Tuduhan sepihak itu membuatnya heran. Karena menurutnya hingga pelaksanaan pelantikan anggota KPPS se-Sleman yang diselenggarakan pada Kamis (25/1/2024), KPU Sleman belum menandatangani kontrak dengannya.
“Pertanyaannya bagaimana mungkin belum ada kontrak sudah ada statement kontrak diputus karena kami dituduh melakukan wanprestasi,” bebernya.
Direktur utama JKP ini menekankan pernyataan tersebut merupakan sebuah kebohongan. Dengan demikian, lanjut Ari, tidak ada kontrak yang sesungguhnya diputus.

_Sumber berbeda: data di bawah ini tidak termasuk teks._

use std::cell::{Cell, RefCell};
use std::fmt;
use std::rc::Rc;
use std::sync::Arc;

use typeclient_core::{
    AnnotationMethod, ApplicationError, ApplicationLifecycle, Context, Controller, LifecycleHooks,
};
use typeclient_ui::{Composition, Host, Node, Runtime};

use crate::accumulator::StateAccumulator;
use crate::global::global_component;
use crate::namespace::template_of;
use crate::options::ComposeOptions;
use crate::portal::{PortalChannel, PortalPayload};
use crate::renderer::RendererCache;
use crate::slots::SlotState;

/// Lifecycle integration mounting a single root component and routing every
/// render request to it through the portal.
pub struct ComposeApplication {
    options: ComposeOptions,
    runtime: Runtime,
    host: RefCell<Option<Box<dyn Host>>>,
    composition: RefCell<Option<Composition>>,
    rendering: Cell<bool>,
    unmount_pending: Cell<bool>,
    renderers: Rc<RendererCache>,
    accumulator: Rc<StateAccumulator>,
    portal: Rc<PortalChannel<PortalPayload>>,
    slots: SlotState,
}

impl ComposeApplication {
    pub fn new(host: impl Host + 'static, options: ComposeOptions) -> Self {
        let runtime = match options.scheduler() {
            Some(scheduler) => Runtime::new(Arc::clone(scheduler)),
            None => Runtime::default(),
        };
        let host: Box<dyn Host> = Box::new(host);
        Self {
            options,
            runtime,
            host: RefCell::new(Some(host)),
            composition: RefCell::new(None),
            rendering: Cell::new(false),
            unmount_pending: Cell::new(false),
            renderers: Rc::new(RendererCache::new()),
            accumulator: Rc::new(StateAccumulator::new()),
            portal: Rc::new(PortalChannel::new()),
            slots: SlotState::new(),
        }
    }

    pub fn options(&self) -> &ComposeOptions {
        &self.options
    }

    /// Registers `receiver` for render payloads. Ignored when the root (or
    /// an earlier call) already registered one.
    pub fn set_portal_receiver(&self, receiver: impl Fn(PortalPayload) + 'static) -> &Self {
        self.portal.register(receiver);
        self
    }

    pub fn portal(&self) -> &PortalChannel<PortalPayload> {
        &self.portal
    }

    pub fn renderers(&self) -> &RendererCache {
        &self.renderers
    }

    pub fn accumulator(&self) -> &StateAccumulator {
        &self.accumulator
    }

    pub fn slot_state(&self) -> &SlotState {
        &self.slots
    }

    pub fn is_mounted(&self) -> bool {
        self.rendering.get() || self.composition.borrow().is_some()
    }

    /// Whether state read by the mounted tree changed since its last pass.
    pub fn should_render(&self) -> bool {
        self.composition
            .borrow()
            .as_ref()
            .is_some_and(Composition::should_render)
    }

    /// Runs one pass if the mounted tree is stale. Returns whether a pass ran.
    ///
    /// The composition is taken out of its cell for the pass, so components
    /// may call back into the application while rendering. Such calls see no
    /// committed tree, and an [`unmount`](Self::unmount) made during the pass
    /// takes effect once it ends.
    pub fn update(&self) -> bool {
        let taken = self.composition.borrow_mut().take();
        let Some(mut composition) = taken else {
            return false;
        };
        self.rendering.set(true);
        let ran = composition.recompose();
        self.rendering.set(false);
        if self.unmount_pending.replace(false) {
            log::debug!("unmounting application root after render pass");
            composition.dispose();
        } else {
            *self.composition.borrow_mut() = Some(composition);
        }
        ran
    }

    /// Re-renders until the tree settles or the configured pass limit is
    /// reached. Returns the number of passes run.
    pub fn flush(&self) -> usize {
        let limit = self.options.flush_limit();
        let mut passes = 0;
        while passes < limit && self.update() {
            passes += 1;
        }
        if passes == limit && self.should_render() {
            log::warn!("tree still invalid after {limit} passes, deferring");
        }
        passes
    }

    /// Last tree committed to the host.
    pub fn tree(&self) -> Option<Node> {
        self.composition
            .borrow()
            .as_ref()
            .map(|composition| composition.tree().clone())
    }

    pub fn mount_count(&self) -> u64 {
        self.composition
            .borrow()
            .as_ref()
            .map_or(0, Composition::mount_count)
    }

    /// Disposes the mounted tree and clears the host.
    pub fn unmount(&self) {
        if self.rendering.get() {
            self.unmount_pending.set(true);
            return;
        }
        let composition = self.composition.borrow_mut().take();
        if let Some(composition) = composition {
            log::debug!("unmounting application root");
            composition.dispose();
        }
    }
}

impl ApplicationLifecycle for ComposeApplication {
    fn install(&self, hooks: &LifecycleHooks) {
        let renderers = Rc::clone(&self.renderers);
        let accumulator = Rc::clone(&self.accumulator);
        hooks.set_before_context_create(move |props| {
            accumulator.before_context_create(&renderers, props)
        });
    }

    fn application_initialize(&self, next: Box<dyn FnOnce()>) -> Result<(), ApplicationError> {
        let host = self.host.borrow_mut().take();
        match host {
            Some(host) => {
                let root = global_component(Rc::clone(&self.portal), self.slots.clone());
                let composition =
                    Composition::mount(self.runtime.clone(), host, move || root.render(&()));
                *self.composition.borrow_mut() = Some(composition);
                log::debug!("mounted application root");
            }
            None => log::debug!("application root already mounted or disposed"),
        }
        next();
        Ok(())
    }

    fn application_component_render(
        &self,
        ctx: &Context,
        controller: &Controller,
        key: &str,
        metadata: &AnnotationMethod,
    ) -> Result<(), ApplicationError> {
        let template = template_of(&metadata.meta.parent);
        let renderer = self.renderers.resolve(controller, key)?;
        self.portal
            .dispatch(PortalPayload::render(ctx.clone(), template, renderer));
        Ok(())
    }

    fn application_error_render(&self, node: Node) {
        self.portal.dispatch(PortalPayload::error(node));
    }
}

impl fmt::Debug for ComposeApplication {
    fn fmt(&self, f: &mut fmt::Formatter<'_>) -> fmt::Result {
        f.debug_struct("ComposeApplication")
            .field("options", &self.options)
            .field("mounted", &self.is_mounted())
            .field("renderers", &self.renderers)
            .field("portal", &self.portal)
            .finish()
    }
}
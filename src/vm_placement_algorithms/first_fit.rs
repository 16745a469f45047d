//! First Fit algorithm.

use crate::common::{Allocation, AllocationVerdict};
use crate::resource_pool::ResourcePoolState;
use crate::vm_placement_algorithm::{PlacementDecision, PlacementError, VmPlacementAlgorithm};

/// FirstFit algorithm, which returns the first suitable host. If the VM
/// requests bandwidth, the first bandwidth unit with enough headroom in the
/// host's rack is chosen.
#[derive(Default)]
pub struct FirstFit;

impl FirstFit {
    pub fn new() -> Self {
        Default::default()
    }
}

impl VmPlacementAlgorithm for FirstFit {
    fn select_host(
        &self,
        alloc: &Allocation,
        pool_state: &ResourcePoolState,
    ) -> Result<Option<PlacementDecision>, PlacementError> {
        for host in pool_state.get_hosts_list() {
            if pool_state.can_allocate(alloc, host) == AllocationVerdict::Success {
                return Ok(Some(decision_with_first_unit(alloc, pool_state, host)));
            }
        }
        Ok(None)
    }
}

/// Builds a decision for the host, binding the first suitable bandwidth unit
/// when the VM requests bandwidth.
pub(crate) fn decision_with_first_unit(
    alloc: &Allocation,
    pool_state: &ResourcePoolState,
    host_id: u32,
) -> PlacementDecision {
    if alloc.bandwidth_usage == 0 {
        return PlacementDecision::on_host(host_id);
    }
    let rack_id = pool_state.get_host_rack(host_id);
    match pool_state.first_suitable_unit(rack_id, alloc.bandwidth_usage) {
        Some(unit) => PlacementDecision::on_host_unit(host_id, unit),
        None => PlacementDecision::on_host(host_id),
    }
}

“Belum ada kontrak kok sudah bicara kontrak diputus. Dari mana dasarnya?” tanyanya dengan nada bingung.
Adapun soal jumlah snack, Ari menyebut juga berbeda. Data seperti rilis ketua KPU Sleman sebanyak 24.199 orang. Sedangkan data yang diterima PT JKP untuk pelantikan KPPS sebanyak 25.231 orang. Ada selisih yang sangat besar. Selisihnya sejumlah 1.032 orang.
“Ini jumlah yang sangat besar dan potensi kerugian kami,” tandasnya.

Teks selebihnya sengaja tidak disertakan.